That the way it is with God,

Remember, we are the bad guys


----------



## 660griz (Sep 21, 2015)

marketgunner said:


> compare a prisoner in a Federal Prison demanding to see the President, exactly when the prisoner wants.
> 
> not gonna happen.
> 
> ...


 So, God is like an uppity man with huge security concerns? Got it. Doesn't seem like much of a God. 



> Remember, we are the bad guys



Speak for yourself. You may need God to be good. I don't.


----------



## marketgunner (Sep 25, 2015)

you  are not good.

Why would an atheist even know what is "good" 
Do you have an innate moral compass?
Where did you get it?

You might not have found God, 
You can only find God on His terms

But He knows you, even wrote about you.

 Psa 53:1
[[To the chief Musician upon Mahalath, Maschil, A Psalm of David.]] The fool hath said in his heart, There is no God. Corrupt are they, and have done abominable iniquity: there is none that doeth good.


----------



## ambush80 (Sep 25, 2015)

marketgunner said:


> you  are not good.
> 
> Why would an atheist even know what is "good"
> Do you have an innate moral compass?
> ...



Rock solid, man.  Can't argue against that.  Totally outgunned.


----------



## WaltL1 (Sep 26, 2015)

ambush80 said:


> Rock solid, man.  Can't argue against that.  Totally outgunned.


----------



## 660griz (Sep 28, 2015)

marketgunner said:


> you  are not good.


 Judge not...etc.


> Why would an atheist even know what is "good"
> Do you have an innate moral compass?


 We have covered this on numerous occasions. 


> Where did you get it?


 Amazon.com Free shipping.



> You might not have found God,
> You can only find God on His terms


 I shouldn't have to FIND a God. 



> But He knows you, even wrote about you.
> 
> Psa 53:1
> [[To the chief Musician upon Mahalath, Maschil, A Psalm of David.]] The fool hath said in his heart, There is no God. Corrupt are they, and have done abominable iniquity: there is none that doeth good.



God can write?  Get out of town!
Somebody wrote about you too.
"As it is written: “None is righteous, no, not one;"


----------



## marketgunner (Oct 4, 2015)

moron

You act the same as God, yet you criticize God.

I assume you keep a very clean home, yet when one of your friends or loved ones comes to the door after tromping though a muddt pig sty, you wouldn't let them in.
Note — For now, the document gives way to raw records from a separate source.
//! Cross-module scenario tests for the state and commit engine.

use std::cell::RefCell;
use std::rc::Rc;

use pretty_assertions::assert_eq;
use rstest::*;
use serde_json::json;

use crate::change::{CHANGE_AUTHOR_SCHEMA, CHANGE_SET_SCHEMA, COMMIT_EDGE_SCHEMA, COMMIT_SCHEMA, VERSION_SCHEMA};
use crate::resolve::{Resolution, Tier};
use crate::store::{Lix, Mutation};
use crate::version::{GLOBAL_VERSION_ID, VersionError};
use crate::{ChangeSet, CommitId, StateKey, VersionId};

fn key(entity: &str) -> StateKey {
    StateKey::new(entity, "doc", "file-1")
}

fn put(store: &mut Lix, version: &VersionId, entity: &str, value: &str) {
    store
        .stage(Mutation::insert(entity, "doc", "file-1", json!({ "v": value })).in_version(version.clone()))
        .unwrap();
}

fn delete(store: &mut Lix, version: &VersionId, entity: &str) {
    store
        .stage(Mutation::delete(entity, "doc", "file-1").in_version(version.clone()))
        .unwrap();
}

#[fixture]
fn store() -> Lix {
    Lix::new()
}

/// A store with `e1 = "v1"` committed in `main` and a child version `b`
/// inheriting from it.
#[fixture]
fn parent_child(mut store: Lix) -> (Lix, VersionId, VersionId) {
    let main = store.active_version().clone();
    put(&mut store, &main, "e1", "v1");
    store.commit().unwrap();
    let b = store
        .create_version_with_id("b".into(), "b", Some(&main))
        .unwrap();
    store.commit().unwrap();
    (store, main, b)
}

#[rstest]
fn empty_commit_is_a_noop(mut store: Lix) {
    let changes_before = store.all_changes().count();
    let sets_before = store.all_change_sets().count();
    let commits_before = store.all_commits().count();

    let outcome = store.commit().unwrap();

    assert!(outcome.is_noop());
    assert_eq!(store.all_changes().count(), changes_before);
    assert_eq!(store.all_change_sets().count(), sets_before);
    assert_eq!(store.all_commits().count(), commits_before);
}

#[rstest]
fn commit_is_atomic_and_self_describing(mut store: Lix) {
    let main = store.active_version().clone();
    let tip_before = store.version(&main).unwrap().commit_id;
    put(&mut store, &main, "e1", "v1");

    let outcome = store.commit().unwrap();

    // All five artifacts are visible together.
    let (version_id, commit_id) = outcome.committed[0].clone();
    assert_eq!(version_id, main);
    let commit = store.commit_by_id(commit_id).unwrap().clone();
    let set = store.change_set(&commit.change_set_id).unwrap().clone();
    assert!(store.version(&main).unwrap().commit_id == commit_id);
    assert!(
        store
            .all_edges()
            .any(|e| e.parent_id == tip_before && e.child_id == commit_id)
    );

    // The commit's change set describes the commit itself.
    let schema_of = |schema: &str| {
        set.elements
            .iter()
            .filter(|e| e.schema_key.as_str() == schema)
            .count()
    };
    assert_eq!(schema_of(CHANGE_SET_SCHEMA), 1);
    assert_eq!(schema_of(COMMIT_SCHEMA), 1);
    assert_eq!(schema_of(COMMIT_EDGE_SCHEMA), 1);
    // One author record per entity change.
    assert_eq!(schema_of(CHANGE_AUTHOR_SCHEMA), 1);
    assert!(
        set.elements
            .iter()
            .any(|e| e.schema_key.as_str() == COMMIT_SCHEMA
                && e.entity_id.as_str() == commit_id.to_string())
    );

    // Every change referenced by the set is in the change log.
    for element in &set.elements {
        assert!(store.change(element.change_id).is_some());
    }
}

#[rstest]
fn change_log_records_every_materialized_change(mut store: Lix) {
    let main = store.active_version().clone();
    put(&mut store, &main, "e1", "v1");
    let outcome = store.commit().unwrap();

    assert_eq!(store.all_changes().count(), outcome.changes.len());
    for change in &outcome.changes {
        assert_eq!(store.change(change.id), Some(change));
    }

    // The log is append-only: a second commit only adds.
    put(&mut store, &main, "e2", "v2");
    let second = store.commit().unwrap();
    assert_eq!(
        store.all_changes().count(),
        outcome.changes.len() + second.changes.len()
    );
    assert_eq!(
        store.change(outcome.changes[0].id),
        Some(&outcome.changes[0])
    );
}

#[rstest]
fn working_set_accumulates_entity_elements_only(mut store: Lix) {
    let main = store.active_version().clone();
    put(&mut store, &main, "e1", "v1");
    store.commit().unwrap();

    let elements = store.working_elements(&main).unwrap();
    assert_eq!(elements.len(), 1);
    assert_eq!(elements[0].schema_key.as_str(), "doc");

    // The history change set of the same commit keeps its own identity,
    // registry elements included.
    let tip = store.version(&main).unwrap().commit_id;
    let history_set_id = store.commit_by_id(tip).unwrap().change_set_id.clone();
    let history_set = store.change_set(&history_set_id).unwrap();
    assert_eq!(history_set.elements.len(), 5);
    assert_ne!(
        history_set.id,
        store.commit_by_id(store.version(&main).unwrap().working_commit_id)
            .unwrap()
            .change_set_id
    );
}

#[rstest]
fn global_advances_with_every_commit(mut store: Lix) {
    let main = store.active_version().clone();
    let global: VersionId = GLOBAL_VERSION_ID.into();
    let global_tip_before = store.version(&global).unwrap().commit_id;

    put(&mut store, &main, "e1", "v1");
    let outcome = store.commit().unwrap();

    let global_tip = store.version(&global).unwrap().commit_id;
    assert_ne!(global_tip, global_tip_before);
    // The global commit is the last sub-commit of the same top-level commit.
    assert_eq!(outcome.committed.last().unwrap().0, global);
    assert_eq!(outcome.committed.last().unwrap().1, global_tip);

    // Its change set contains the pointer update for `main`.
    let global_commit = store.commit_by_id(global_tip).unwrap().clone();
    let set = store.change_set(&global_commit.change_set_id).unwrap();
    let pointer = set
        .elements
        .iter()
        .find(|e| {
            e.schema_key.as_str() == VERSION_SCHEMA && e.entity_id.as_str() == main.as_str()
        })
        .expect("global change set records the main pointer update");
    let change = store.change(pointer.change_id).unwrap();
    let snapshot = change.snapshot_content.as_ref().unwrap();
    assert_eq!(
        snapshot["commit_id"],
        json!(store.version(&main).unwrap().commit_id.index())
    );
}

#[rstest]
fn one_global_commit_absorbs_multiple_versions(mut store: Lix) {
    let main = store.active_version().clone();
    let other = store.create_version_with_id("other".into(), "other", None).unwrap();
    store.commit().unwrap();

    let global: VersionId = GLOBAL_VERSION_ID.into();
    let commits_before = store.all_commits().count();

    put(&mut store, &main, "e1", "v1");
    put(&mut store, &other, "e2", "v2");
    let outcome = store.commit().unwrap();

    // Two version commits plus exactly one global commit.
    assert_eq!(outcome.committed.len(), 3);
    assert_eq!(store.all_commits().count(), commits_before + 3);
    assert_eq!(
        outcome
            .committed
            .iter()
            .filter(|(v, _)| *v == global)
            .count(),
        1
    );
}

#[rstest]
fn tombstone_shadows_inherited_value(parent_child: (Lix, VersionId, VersionId)) {
    let (mut store, main, b) = parent_child;

    // Inherited before the deletion (tier 4).
    match store.resolve(&key("e1"), &b).unwrap() {
        Resolution::Value(state) => {
            assert_eq!(state.tier, Tier::InheritedCache);
            assert_eq!(state.inherited_from_version_id, Some(main.clone()));
        }
        other => panic!("expected inherited value, got {other:?}"),
    }

    delete(&mut store, &b, "e1");
    store.commit().unwrap();

    assert!(store.resolve(&key("e1"), &b).unwrap().is_tombstone());
    // The parent's value is untouched.
    assert_eq!(
        store.resolve(&key("e1"), &main).unwrap().value(),
        Some(&json!({ "v": "v1" }))
    );
}

#[rstest]
fn deletion_shadows_value_written_in_the_same_transaction(mut store: Lix) {
    let main = store.active_version().clone();
    let b = store.create_version_with_id("b".into(), "b", Some(&main)).unwrap();
    store.commit().unwrap();

    // The deletion is staged before the parent's insert; the outcome must
    // not depend on that order.
    delete(&mut store, &b, "e1");
    put(&mut store, &main, "e1", "v1");
    store.commit().unwrap();

    assert!(store.resolve(&key("e1"), &b).unwrap().is_tombstone());
    assert_eq!(
        store.resolve(&key("e1"), &main).unwrap().value(),
        Some(&json!({ "v": "v1" }))
    );
}

#[rstest]
fn untracked_deletion_shadows_untracked_insert_in_the_same_transaction(mut store: Lix) {
    let main = store.active_version().clone();
    let b = store.create_version_with_id("b".into(), "b", Some(&main)).unwrap();
    store.commit().unwrap();

    store
        .stage(
            Mutation::delete("e1", "doc", "file-1")
                .in_version(b.clone())
                .untracked(),
        )
        .unwrap();
    store
        .stage(
            Mutation::insert("e1", "doc", "file-1", json!({ "v": "u" }))
                .in_version(main.clone())
                .untracked(),
        )
        .unwrap();
    store.commit().unwrap();

    assert!(store.resolve(&key("e1"), &b).unwrap().is_tombstone());
    assert_eq!(
        store.resolve(&key("e1"), &main).unwrap().value(),
        Some(&json!({ "v": "u" }))
    );
}

#[rstest]
fn ranking_prefers_the_lowest_tier(mut store: Lix) {
    let main = store.active_version().clone();

    // Tier 3: committed value.
    put(&mut store, &main, "e1", "committed");
    store.commit().unwrap();
    match store.resolve(&key("e1"), &main).unwrap() {
        Resolution::Value(state) => assert_eq!(state.tier, Tier::Cache),
        other => panic!("expected cache value, got {other:?}"),
    }

    // Tier 2: an untracked row shadows the committed value.
    store
        .stage(
            Mutation::insert("e1", "doc", "file-1", json!({ "v": "untracked" })).untracked(),
        )
        .unwrap();
    store.commit().unwrap();
    match store.resolve(&key("e1"), &main).unwrap() {
        Resolution::Value(state) => {
            assert_eq!(state.tier, Tier::Untracked);
            assert_eq!(state.snapshot_content, json!({ "v": "untracked" }));
        }
        other => panic!("expected untracked value, got {other:?}"),
    }

    // Tier 1: a pending entry shadows everything.
    put(&mut store, &main, "e1", "pending");
    match store.resolve(&key("e1"), &main).unwrap() {
        Resolution::Value(state) => {
            assert_eq!(state.tier, Tier::Pending);
            assert_eq!(state.snapshot_content, json!({ "v": "pending" }));
        }
        other => panic!("expected pending value, got {other:?}"),
    }
}

#[rstest]
fn inheritance_is_transitive(parent_child: (Lix, VersionId, VersionId)) {
    let (mut store, main, b) = parent_child;
    let c = store.create_version_with_id("c".into(), "c", Some(&b)).unwrap();
    store.commit().unwrap();

    // Neither b nor c has an own row; c sees main's value through b.
    match store.resolve(&key("e1"), &c).unwrap() {
        Resolution::Value(state) => {
            assert_eq!(state.tier, Tier::InheritedCache);
            assert_eq!(state.inherited_from_version_id, Some(main));
        }
        other => panic!("expected inherited value, got {other:?}"),
    }
}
You would sat "not with those dirty boots".  Yet when you want to find God, God says, "I want to have a relationship with you buy I can't abide that sin on you"

You say God is wrong.


----------



## Canis latrans (Oct 4, 2015)

marketgunner said:


> moron
> 
> You act the same as God, yet you criticize God.
> 
> ...



Please answer these two questions, with a simple "Yes" or "No".  Thank you.

1)  Do you consider yourself to be a Christian?

2)  Would Christ call someone a moron simply because that person had a different viewpoint than him?


----------



## bullethead (Oct 5, 2015)

marketgunner said:


> moron
> 
> You act the same as God, yet you criticize God.
> 
> ...


Assumptions and false dichotomy rule your world and those are two great reasons on why you are so far out of touch with reality.
Do you pray to your god with that mouth?
WWMGD? Hurl insults when all his arguments fail.


----------



## welderguy (Oct 5, 2015)

Canis latrans said:


> Please answer these two questions, with a simple "Yes" or "No".  Thank you.
> 
> 1)  Do you consider yourself to be a Christian?
> 
> 2)  Would Christ call someone a moron simply because that person had a different viewpoint than him?



Actually,"moron" is quite mild compared to what Jesus called some in His day.
Jesus was no pantywaist.He called a spade a spade.I like that.


----------



## bullethead (Oct 5, 2015)

welderguy said:


> Actually,"moron" is quite mild compared to what Jesus called some in His day.
> Jesus was no pantywaist.He called a spade a spade.I like that.


What names did Jesus use to call people that he was upset with? You can use the translated names since I doubt you actually know the exact names.
I wonder if Jesus clicked an "I agree" button when he signed up for the GON forums and read the rules?


----------



## Canis latrans (Oct 5, 2015)

Isn't it funny to see "Christians" get their panties in a wad when simple, logical facts are pointed out, and direct questions (that they refuse to answer) are asked?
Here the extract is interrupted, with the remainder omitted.